- TASK DIRECTIONS: The listing below holds a line with "a named helper." and a line with "for (name, helper)". Reproduce those two lines exactly, plus everything between them.

- SOURCE INFORMATION:
//! Pipeline configuration.
//!
//! [`Config`] is an immutable value: every `with_*` method returns a new
//! config and leaves the receiver untouched. Registries are `Arc`-shared and
//! copied on write, so cloning a config is cheap.
//!
//! # Registries
//!
//! | Registry            | Keyed by            | Used by                       |
//! |---------------------|---------------------|-------------------------------|
//! | load paths          | search order        | resolver                      |
//! | mime types          | content type / ext  | resolver, loader              |
//! | transformers        | `(from, to)`        | resolver (accept expansion)   |
//! | pre/postprocessors  | content type        | `self` pipeline               |
//! | bundle processors   | content type        | `default` pipeline            |
//! | bundle reducers     | mime pattern + key  | bundle assembler              |
//! | pipelines           | name                | loader                        |
//! | alternates          | registration order  | resolver                      |
//! | helpers             | name                | compilers via `call_helper`   |

mod settings;

pub use settings::{CacheSettings, ExportSettings, Settings};

use std::collections::BTreeSet;
use std::fmt;
use std::path::{Path, PathBuf};
use std::sync::Arc;

use rustc_hash::FxHashMap;

use crate::bundle::Reducer;
use crate::error::{Error, Result};
use crate::helpers::{self, HelperFn};
use crate::mime::{MimeRegistry, match_mime_type, types};
use crate::processor::chain;
use crate::processor::{
    BundleProcessor, DirectiveProcessor, ProcessorRef, SourceMapProcessor,
};
use crate::resolve::{AlternateSource, PackageJsonAlternates};
use crate::transform::{ProcessorTable, Transformer, TransformerGraph};
use crate::uri::{ENVIRONMENT_PATHS, ENVIRONMENT_VERSION};

/// Builds the processor list for `(content_type, file_type)` in one pipeline.
pub type PipelineFn =
    Arc<dyn Fn(&Config, &str, &str) -> Result<Vec<ProcessorRef>> + Send + Sync>;

/// Default dependency history depth.
pub const DEFAULT_HISTORY_DEPTH: usize = 3;

/// A bundle reducer registered for a mime pattern.
#[derive(Clone)]
struct ReducerEntry {
    pattern: String,
    key: String,
    reducer: Reducer,
}

/// Immutable pipeline configuration.
#[derive(Clone)]
pub struct Config {
    root: PathBuf,
    version: String,
    load_paths: Arc<Vec<PathBuf>>,
    mime: Arc<MimeRegistry>,
    transformers: Arc<TransformerGraph>,
    preprocessors: Arc<ProcessorTable>,
    postprocessors: Arc<ProcessorTable>,
    bundle_processors: Arc<ProcessorTable>,
    reducers: Arc<Vec<ReducerEntry>>,
    pipelines: Arc<FxHashMap<String, PipelineFn>>,
    alternates: Arc<Vec<Arc<dyn AlternateSource>>>,
    helpers: Arc<FxHashMap<String, HelperFn>>,
    dependencies: Arc<BTreeSet<String>>,
    history_depth: usize,
    export: ExportSettings,
}

impl fmt::Debug for Config {
    fn fmt(&self, f: &mut fmt::Formatter<'_>) -> fmt::Result {
        f.debug_struct("Config")
            .field("root", &self.root)
            .field("version", &self.version)
            .field("load_paths", &self.load_paths)
            .field("history_depth", &self.history_depth)
            .field("export", &self.export)
            .finish_non_exhaustive()
    }
}

impl Default for Config {
    fn default() -> Self {
        Self::empty()
            .with_mime_registry(MimeRegistry::with_defaults())
            .with_pipeline("default", Arc::new(chain::default_processors))
            .with_pipeline("self", Arc::new(chain::self_processors))
            .with_pipeline("source", Arc::new(chain::source_processors))
            .with_pipeline("debug", Arc::new(chain::debug_processors))
            .with_preprocessor(types::JAVASCRIPT, Arc::new(DirectiveProcessor::new()))
            .with_preprocessor(types::CSS, Arc::new(DirectiveProcessor::new()))
            .with_bundle_processor(types::JAVASCRIPT, Arc::new(BundleProcessor))
            .with_bundle_processor(types::CSS, Arc::new(BundleProcessor))
            .with_transformer(types::JAVASCRIPT, types::JS_SOURCEMAP, Arc::new(SourceMapProcessor))
            .with_transformer(types::CSS, types::CSS_SOURCEMAP, Arc::new(SourceMapProcessor))
            .with_bundle_reducer("*/*", "data", Reducer::Concat)
            .with_bundle_reducer(types::JAVASCRIPT, "data", Reducer::ConcatJavaScript)
            .with_bundle_reducer("*/*", "links", Reducer::UnionLinks)
            .with_bundle_reducer(types::JAVASCRIPT, "map", Reducer::ConcatMaps)
            .with_bundle_reducer(types::CSS, "map", Reducer::ConcatMaps)
            .with_alternate_source(Arc::new(PackageJsonAlternates))
            .with_helpers(helpers::builtins())
    }
}

impl Config {
    /// A config with nothing registered.
    pub fn empty() -> Self {
        Self {
            root: PathBuf::new(),
            version: String::new(),
            load_paths: Arc::default(),
            mime: Arc::default(),
            transformers: Arc::default(),
            preprocessors: Arc::default(),
            postprocessors: Arc::default(),
            bundle_processors: Arc::default(),
            reducers: Arc::default(),
            pipelines: Arc::default(),
            alternates: Arc::default(),
            helpers: Arc::default(),
            dependencies: Arc::new(
                [ENVIRONMENT_VERSION, ENVIRONMENT_PATHS]
                    .into_iter()
                    .map(String::from)
                    .collect(),
            ),
            history_depth: DEFAULT_HISTORY_DEPTH,
            export: ExportSettings::default(),
        }
    }

    /// Fold loaded settings into a default config.
    pub fn from_settings(settings: &Settings) -> Self {
        let mut config = Self::default()
            .with_root(&settings.root)
            .with_version(&settings.version)
            .with_history_depth(settings.cache.history_depth)
            .with_export(settings.export.clone());
        for path in &settings.paths {
            config = config.with_load_path(path);
        }
        config
    }

    // =========================================================================
    // Builders
    // =========================================================================

    pub fn with_root(&self, root: impl Into<PathBuf>) -> Self {
        let mut next = self.clone();
        next.root = root.into();
        next
    }

    /// Version string folded into every cache key.
    pub fn with_version(&self, version: impl Into<String>) -> Self {
        let mut next = self.clone();
        next.version = version.into();
        next
    }

    /// Append a load path. Relative paths are taken from the root.
    pub fn with_load_path(&self, path: impl AsRef<Path>) -> Self {
        let path = self.root.join(path);
        let mut next = self.clone();
        let paths = Arc::make_mut(&mut next.load_paths);
        if !paths.contains(&path) {
            paths.push(path);
        }
        next
    }

    pub fn with_mime_registry(&self, registry: MimeRegistry) -> Self {
        let mut next = self.clone();
        next.mime = Arc::new(registry);
        next
    }

    pub fn with_mime_type(&self, content_type: &str, extensions: &[&str], charset: bool) -> Self {
        let mut next = self.clone();
        Arc::make_mut(&mut next.mime).register(content_type, extensions, charset);
        next
    }

    pub fn with_transformer(&self, from: &str, to: &str, processor: ProcessorRef) -> Self {
        let mut next = self.clone();
        let transformer = Transformer {
            from: from.to_string(),
            to: to.to_string(),
            processor,
        };
        Arc::make_mut(&mut next.transformers).register(
            transformer,
            &next.preprocessors,
            &next.postprocessors,
        );
        next
    }

    pub fn with_preprocessor(&self, content_type: &str, processor: ProcessorRef) -> Self {
        let mut next = self.clone();
        Arc::make_mut(&mut next.preprocessors)
            .entry(content_type.to_string())
            .or_default()
            .push(processor);
        next.rebuild_transformers();
        next
    }

    pub fn with_postprocessor(&self, content_type: &str, processor: ProcessorRef) -> Self {
        let mut next = self.clone();
        Arc::make_mut(&mut next.postprocessors)
            .entry(content_type.to_string())
            .or_default()
            .push(processor);
        next.rebuild_transformers();
        next
    }

    /// Remove every pre-processor registered under `name` for a type.
    pub fn without_preprocessor(&self, content_type: &str, name: &str) -> Self {
        let mut next = self.clone();
        if let Some(list) = Arc::make_mut(&mut next.preprocessors).get_mut(content_type) {
            list.retain(|p| p.name() != name);
        }
        next.rebuild_transformers();
        next
    }

    pub fn with_bundle_processor(&self, content_type: &str, processor: ProcessorRef) -> Self {
        let mut next = self.clone();
        Arc::make_mut(&mut next.bundle_processors)
            .entry(content_type.to_string())
            .or_default()
            .push(processor);
        next
    }

    /// Register a metadata reducer for bundles whose type matches `pattern`.
    ///
    /// `pattern` may be exact, `type/*` or `*/*`; the most specific match wins.
    pub fn with_bundle_reducer(&self, pattern: &str, key: &str, reducer: Reducer) -> Self {
        let mut next = self.clone();
        Arc::make_mut(&mut next.reducers).push(ReducerEntry {
            pattern: pattern.to_string(),
            key: key.to_string(),
            reducer,
        });
        next
    }

    pub fn with_pipeline(&self, name: &str, pipeline: PipelineFn) -> Self {
        let mut next = self.clone();
        Arc::make_mut(&mut next.pipelines).insert(name.to_string(), pipeline);
        next
    }

    pub fn with_alternate_source(&self, source: Arc<dyn AlternateSource>) -> Self {
        let mut next = self.clone();
        Arc::make_mut(&mut next.alternates).push(source);
        next
    }

    /// Register (or replace) a named helper.
    pub fn with_helper(&self, name: &str, helper: HelperFn) -> Self {
        self.with_helpers([(name, helper)])
    }

    fn with_helpers<'n>(&self, entries: impl IntoIterator<Item = (&'n str, HelperFn)>) -> Self {
        let mut next = self.clone();
        let table = Arc::make_mut(&mut next.helpers);
        for (name, helper) in entries {
            table.insert(name.to_string(), helper);
        }
        next
    }

    /// Add an environment-wide dependency recorded on every asset.
    pub fn with_dependency(&self, uri: impl Into<String>) -> Self {
        let mut next = self.clone();
        Arc::make_mut(&mut next.dependencies).insert(uri.into());
        next
    }

    pub fn with_history_depth(&self, depth: usize) -> Self {
        let mut next = self.clone();
        next.history_depth = depth.max(1);
        next
    }

    pub fn with_export(&self, export: ExportSettings) -> Self {
        let mut next = self.clone();
        next.export = export;
        next
    }

    pub fn with_export_concurrency(&self, concurrent: bool) -> Self {
        let mut next = self.clone();
        next.export.concurrent = concurrent;
        next
    }

    fn rebuild_transformers(&mut self) {
        let preprocessors = Arc::clone(&self.preprocessors);
        let postprocessors = Arc::clone(&self.postprocessors);
        Arc::make_mut(&mut self.transformers).rebuild(&preprocessors, &postprocessors);
    }

    // =========================================================================
    // Accessors
    // =========================================================================

    pub fn root(&self) -> &Path {
        &self.root
    }

    pub fn version(&self) -> &str {
        &self.version
    }

    pub fn load_paths(&self) -> &[PathBuf] {
        &self.load_paths
    }

    /// The first load path containing `path`.
    pub fn load_path_for(&self, path: &Path) -> Option<&Path> {
        self.load_paths
            .iter()
            .find(|lp| path.starts_with(lp))
            .map(PathBuf::as_path)
    }

    pub fn mime(&self) -> &MimeRegistry {
        &self.mime
    }

    pub fn transformers(&self) -> &TransformerGraph {
        &self.transformers
    }

    pub fn preprocessors(&self, content_type: &str) -> &[ProcessorRef] {
        lookup(&self.preprocessors, content_type)
    }

    pub fn postprocessors(&self, content_type: &str) -> &[ProcessorRef] {
        lookup(&self.postprocessors, content_type)
    }

    pub fn bundle_processors(&self, content_type: &str) -> &[ProcessorRef] {
        lookup(&self.bundle_processors, content_type)
    }

    /// Reducers applying to a bundle of `content_type`, one per key.
    ///
    /// Exact patterns beat `type/*`, which beats `*/*`; among equally
    /// specific patterns the later registration wins.
    pub fn bundle_reducers(&self, content_type: &str) -> Vec<(&str, &Reducer)> {
        let mut chosen: Vec<(&str, u8, &Reducer)> = Vec::new();
        for entry in self.reducers.iter() {
            if !match_mime_type(content_type, &entry.pattern) {
                continue;
            }
            let rank = pattern_rank(&entry.pattern);
            match chosen.iter_mut().find(|(key, _, _)| *key == entry.key) {
                Some(slot) if slot.1 <= rank => *slot = (&entry.key, rank, &entry.reducer),
                Some(_) => {}
                None => chosen.push((&entry.key, rank, &entry.reducer)),
            }
        }
        chosen.into_iter().map(|(key, _, r)| (key, r)).collect()
    }

    pub fn pipeline(&self, name: &str) -> Result<&PipelineFn> {
        self.pipelines
            .get(name)
            .ok_or_else(|| Error::UnknownPipeline(name.to_string()))
    }

    /// Names of registered non-default pipelines (usable as `.name` extensions).
    pub fn pipeline_names(&self) -> impl Iterator<Item = &str> {
        self.pipelines
            .keys()
            .map(String::as_str)
            .filter(|name| *name != "default")
    }

    pub fn helper(&self, name: &str) -> Result<&HelperFn> {
        self.helpers
            .get(name)
            .ok_or_else(|| Error::UnknownHelper(name.to_string()))
    }

    pub fn alternates(&self) -> &[Arc<dyn AlternateSource>] {
        &self.alternates
    }

    pub fn dependencies(&self) -> &BTreeSet<String> {
        &self.dependencies
    }

    pub fn history_depth(&self) -> usize {
        self.history_depth
    }

    pub fn export(&self) -> &ExportSettings {
        &self.export
    }

    /// Processor list for a content type, source file type and pipeline.
    pub fn processors_for(
        &self,
        content_type: &str,
        file_type: &str,
        pipeline: &str,
    ) -> Result<Vec<ProcessorRef>> {
        let build = self.pipeline(pipeline)?;
        build(self, content_type, file_type)
    }
}

fn lookup<'a>(table: &'a ProcessorTable, content_type: &str) -> &'a [ProcessorRef] {
    table
        .get(content_type)
        .map(Vec::as_slice)
        .unwrap_or_default()
}

fn pattern_rank(pattern: &str) -> u8 {
    if pattern == crate::mime::ANY {
        0
    } else if pattern.ends_with("/*") {
        1
    } else {
        2
    }
}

- SOLUTION TO THIS TASK:
    /// Register (or replace) a named helper.
    pub fn with_helper(&self, name: &str, helper: HelperFn) -> Self {
        self.with_helpers([(name, helper)])
    }

    fn with_helpers<'n>(&self, entries: impl IntoIterator<Item = (&'n str, HelperFn)>) -> Self {
        let mut next = self.clone();
        let table = Arc::make_mut(&mut next.helpers);
        for (name, helper) in entries {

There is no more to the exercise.